When the voiceover mentions a word like “loyalty,” for example, the viewer is curious as to how the artist will visually express this concept—and they end up pleasantly surprised, whether or not they guessed correctly. That surprise carries them into the next image, and the cascade of engagement continues.
In “standard” animation, there’s less surprise, because there are less triggers for it. We simply see the drawn characters, moving in the frame; we don’t have time to become curious, because we don’t see the image go from nothing to a character the way we do on a whiteboard.
Of course, we don’t know exactly what the animator will show us, so surprise still exists—it’s just not as frequent, and it isn’t meaningful the way that it is in whiteboard. Surprise exists in whiteboard to drive engagement, which in turn maintains focus on the video, which maintains focus on a message, and secures it in the mind for later recall and use.
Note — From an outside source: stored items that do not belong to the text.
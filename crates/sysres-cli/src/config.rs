//! Configuration management for the CLI

use anyhow::{bail, Context, Result};
use serde::Deserialize;
use std::path::{Path, PathBuf};
use sysres::SysresConfig;

use crate::output::OutputFormat;

/// CLI settings from the config file and `SYSRES_MONITOR_*` variables
#[derive(Debug, Clone, Deserialize)]
pub struct CliSettings {
    /// cgroup filesystem mount point
    pub cgroup_root: Option<PathBuf>,
    /// procfs mount point
    pub proc_root: Option<PathBuf>,
    /// Name of the CPU override variable
    pub cpu_override_var: Option<String>,
    /// Default output format ("table" or "json")
    pub format: Option<String>,
    /// Default watch interval in seconds
    #[serde(default = "default_interval_secs")]
    pub interval_secs: u64,
}

fn default_interval_secs() -> u64 {
    2
}

impl Default for CliSettings {
    fn default() -> Self {
        Self {
            cgroup_root: None,
            proc_root: None,
            cpu_override_var: None,
            format: None,
            interval_secs: default_interval_secs(),
        }
    }
}

impl CliSettings {
    /// Load settings, with environment variables taking precedence over the file
    pub fn load(path: Option<&Path>) -> Result<Self> {
        let mut builder = config::Config::builder();

        match path {
            Some(path) => {
                builder = builder.add_source(config::File::from(path.to_path_buf()));
            }
            None => {
                if let Some(default_path) = Self::config_path() {
                    builder = builder
                        .add_source(config::File::from(default_path).required(false));
                }
            }
        }

        let settings = builder
            .add_source(config::Environment::with_prefix("SYSRES_MONITOR"))
            .build()
            .context("Failed to read configuration")?;

        settings
            .try_deserialize()
            .context("Failed to parse configuration")
    }

    /// Get the default configuration file path
    fn config_path() -> Option<PathBuf> {
        dirs_next::config_dir().map(|dir| dir.join("sysres").join("config.toml"))
    }

    /// Resolver configuration, with command-line roots taking precedence
    pub fn monitor_config(
        &self,
        cgroup_root: Option<PathBuf>,
        proc_root: Option<PathBuf>,
    ) -> SysresConfig {
        let mut config = SysresConfig::default();

        if let Some(root) = cgroup_root.or_else(|| self.cgroup_root.clone()) {
            config.cgroup_root = root;
        }
        if let Some(root) = proc_root.or_else(|| self.proc_root.clone()) {
            config.proc_root = root;
        }
        if let Some(var) = &self.cpu_override_var {
            config.cpu_override_var = var.clone();
        }

        config
    }

    /// Default output format
    pub fn format(&self) -> Result<OutputFormat> {
        match self.format.as_deref().map(str::to_lowercase).as_deref() {
            None | Some("table") => Ok(OutputFormat::Table),
            Some("json") => Ok(OutputFormat::Json),
            Some(other) => bail!("Unknown output format in configuration: {}", other),
        }
    }
}

#[cfg(test)]
mod tests {
    use super::*;
    use std::fs;
    use tempfile::TempDir;

    #[test]
    fn test_load_from_file() {
        let temp_dir = TempDir::new().unwrap();
        let path = temp_dir.path().join("config.toml");
        fs::write(
            &path,
            "cgroup_root = \"/mnt/cgroup\"\nformat = \"json\"\ninterval_secs = 5\n",
        )
        .unwrap();

        let settings = CliSettings::load(Some(&path)).unwrap();
        assert_eq!(settings.cgroup_root, Some(PathBuf::from("/mnt/cgroup")));
        assert_eq!(settings.interval_secs, 5);
        assert!(matches!(settings.format().unwrap(), OutputFormat::Json));
    }

    #[test]
    fn test_missing_explicit_file_fails() {
        let temp_dir = TempDir::new().unwrap();
        let path = temp_dir.path().join("absent.toml");
        assert!(CliSettings::load(Some(&path)).is_err());
    }

    #[test]
    fn test_flags_override_settings() {
        let settings = CliSettings {
            cgroup_root: Some(PathBuf::from("/from/file")),
            proc_root: Some(PathBuf::from("/from/file/proc")),
            cpu_override_var: Some("MY_CORES".to_string()),
            ..Default::default()
        };

        let config = settings.monitor_config(Some(PathBuf::from("/from/flag")), None);
        assert_eq!(config.cgroup_root, PathBuf::from("/from/flag"));
        assert_eq!(config.proc_root, PathBuf::from("/from/file/proc"));
        assert_eq!(config.cpu_override_var, "MY_CORES");
    }

    #[test]
    fn test_defaults() {
        let config = CliSettings::default().monitor_config(None, None);
        assert_eq!(config, SysresConfig::default());
        assert!(matches!(
            CliSettings::default().format().unwrap(),
            OutputFormat::Table
        ));
    }

    #[test]
    fn test_unknown_format() {
        let settings = CliSettings {
            format: Some("yaml".to_string()),
            ..Default::default()
        };
        assert!(settings.format().is_err());
    }
}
Surprise in “standard” animation is far less calculated and useful.
So, why isn’t your whiteboard video animated?
The short answer is that we want your whiteboard video to be as effective as possible. Animation limits that effectiveness.
In whiteboard, we can employ design principles like motion, color, hand-drawn images, synchronization, and surprise. Those elements keep your viewers engaged and increase their retention of your message.
There’s nothing wrong with “standard” animation, but when it comes to providing a powerful piece of carefully-crafted communication for your business, we’ll go with the medium that lets us maximize the power of the design principles of Scribology: whiteboard.